Puts and Calls versus the Future!
Remember: the dates listed means the third Friday of the month, the options expiration date. September 21st is the next expiration day. High and Low mark the boundaries where 75% of closing scenarios are predicted to fall. I tried something different this time and put them both in the same chart – red/maroon is puts, blue is calls. As per usual, calls are more pessimistic than puts. Someone go arbitrage that away!
And, for your copy/pasting please, table format:
Past predictions are here:
Postscript: How Can You Guess Where the S&P 500 Will Close?

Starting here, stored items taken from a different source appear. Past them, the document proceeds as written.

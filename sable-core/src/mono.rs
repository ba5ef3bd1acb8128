#![forbid(unsafe_code)]

use std::collections::{HashMap, VecDeque};

use crate::env::{
    DeclId, DeclKind, Environment, InstanceId, MonomorphId, MonomorphTable, Slot, UnionCase,
};
use crate::error::{CompileError, ErrorText, InternalError};
use crate::instances;
use crate::tast::{
    BindingTable, TCaseArm, TExpr, TExprKind, TFunction, TPathElem, TSlotBinding, TStmt,
    TypedModule,
};
use crate::types::{strip_ty, strip_type_args, substitute_ty, QualName, Ty, Universe};

/// Stage G output: region-erased, typaram-free declarations ready for
/// lowering. Generic calls are keyed by monomorph id.
#[derive(Debug)]
pub struct MonoProgram {
    pub constants: Vec<MonoConstant>,
    pub functions: Vec<MonoFunction>,
    pub types: Vec<MonoType>,
}

#[derive(Debug)]
pub struct MonoConstant {
    pub name: QualName,
    pub ty: Ty,
    pub value: TExpr,
}

#[derive(Debug)]
pub struct MonoFunction {
    /// Some for instantiations of generic declarations.
    pub id: Option<MonomorphId>,
    pub name: QualName,
    pub params: Vec<(String, Ty)>,
    pub ret: Ty,
    pub body: Vec<TStmt>,
    pub bindings: BindingTable,
}

#[derive(Debug)]
pub struct MonoType {
    pub id: Option<MonomorphId>,
    pub name: QualName,
    pub args: Vec<Ty>,
    pub universe: Universe,
    pub def: MonoTypeDef,
}

#[derive(Debug)]
pub enum MonoTypeDef {
    Record(Vec<Slot>),
    Union(Vec<UnionCase>),
}

enum Work {
    Function {
        decl: DeclId,
        subst: HashMap<String, Ty>,
        id: MonomorphId,
    },
    Method {
        instance: InstanceId,
        method: String,
        subst: HashMap<String, Ty>,
        id: MonomorphId,
    },
}

/// Eliminate typarams by instantiating each generic declaration with its
/// observed concrete argument tuples. The walk is bottom-up: instantiating
/// one generic may enqueue further generics.
pub fn monomorphize(
    env: &mut Environment,
    modules: &[TypedModule],
) -> Result<MonoProgram, CompileError> {
    let table = std::mem::take(&mut env.mono);
    let mut mono = Mono {
        env,
        table,
        queue: VecDeque::new(),
        used_types: HashMap::new(),
        type_order: Vec::new(),
        functions: Vec::new(),
    };

    let mut constants = Vec::new();
    for module in modules {
        for c in &module.constants {
            let empty = HashMap::new();
            constants.push(MonoConstant {
                name: c.name.clone(),
                ty: mono.mono_ty(&c.ty, &empty)?,
                value: mono.rewrite_expr(&c.value, &empty)?,
            });
        }
        for f in &module.functions {
            if f.typarams.is_empty() {
                let rewritten = mono.rewrite_function(f, &HashMap::new(), None)?;
                mono.functions.push(rewritten);
            }
        }
        for inst in &module.instances {
            let generic = !mono.env.get_instance(inst.instance).typarams.is_empty();
            if generic {
                continue;
            }
            for m in &inst.methods {
                let rewritten = mono.rewrite_function(m, &HashMap::new(), None)?;
                mono.functions.push(rewritten);
            }
        }
    }

    while let Some(work) = mono.queue.pop_front() {
        match work {
            Work::Function { decl, subst, id } => {
                let f = mono
                    .env
                    .function_body(decl)
                    .ok_or_else(|| missing_body(&mono.env.get_decl_by_id(decl).name))?
                    .clone();
                let rewritten = mono.rewrite_function(&f, &subst, Some(id))?;
                mono.functions.push(rewritten);
            }
            Work::Method {
                instance,
                method,
                subst,
                id,
            } => {
                let f = mono
                    .env
                    .method_body(instance, &method)
                    .ok_or_else(|| InternalError {
                        message: ErrorText::new()
                            .text("missing typed body for instance method ")
                            .code(&method),
                        span: None,
                    })?
                    .clone();
                let rewritten = mono.rewrite_function(&f, &subst, Some(id))?;
                mono.functions.push(rewritten);
            }
        }
    }

    let types = mono.emit_types()?;
    let Mono {
        table, functions, ..
    } = mono;
    env.mono = table;
    Ok(MonoProgram {
        constants,
        functions,
        types,
    })
}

It doesn’t take a Math or Economics major (and yes, my co-writer Cameron is both) to do this math – it’s actually pretty simple stuff once you know what, exactly, you need to make these predictions. It all starts with a trip to Yahoo! Finance, and a stock you care about. For the purposes of this series, we use ‘SPY‘, an ETF which tracks the S&P 500 at 1/10 of its current price level. Here are options closing in September 2012 for SPY. Note that there is a coloration change – as I write this, SPY closed Friday at 141.51 (while the S&P 500 closed at 1411.13) – corresponding to the ‘moneyness‘ of the options.

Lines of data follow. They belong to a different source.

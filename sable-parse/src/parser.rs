#![forbid(unsafe_code)]

use sable_ast::{
    span_between, AssignStmt, BinOp, BorrowMode, BorrowStmt, CallArgs, CaseArm, CaseSpec,
    CaseStmt, ConstantDecl, Decl, DestructureStmt, DiscardStmt, Expr, ExprKind, ForStmt,
    FunctionDecl, Ident, IfStmt, ImportDecl, ImportedSymbol, InstanceDecl, LetStmt, MethodDecl,
    ModuleBody, ModuleInterface, ModuleName, NamedArg, NamedTypeSpec, OpaqueTypeDecl, ParamSpec,
    PathElem, Pragma, RecordDecl, RefTypeSpec, ReturnStmt, SkipStmt, SlotBinding, SlotSpec,
    Spanned, Stmt, TypeParamSpec, TypeSpec, TypeclassDecl, UnaryOp, UnionDecl, UniverseSpec,
    WhileStmt,
};
use sable_lex::{Token, TokenKind};

use crate::error::ParseError;

/// Which kind of source file is being parsed. Interface files carry
/// signatures only; body files carry definitions.
#[derive(Clone, Copy, Debug, PartialEq, Eq)]
enum FileMode {
    Interface,
    Body,
}

pub struct Parser<'a> {
    tokens: &'a [Token],
    idx: usize,
}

The price of put and call options have two factors – ‘intrinsic’ value and ‘time value’. Time value is sort of a perceived risk/chance that a contract will close in the money. Take our friend OG’s post at The Free Financial Advisor the other day – the puts he purchased were out of the money – namely, they had no intrinsic value and the price paid was due to the time value. Anyway, for this series I am stripping the intrinsic value from the contracts and only using the time value.
Moving on, I care about the relative time value more than the absolute time value. In a nutshell, my model merely converts absolute time values to a range of relative values, and sums to 100%, coming up with the ranges you see each month. It’s not that simple, of course – there are some tricks to screen out spurious trades and such, but a few hundred lines of code basically does what you can do with a calculator (just my script does it faster, sorry!).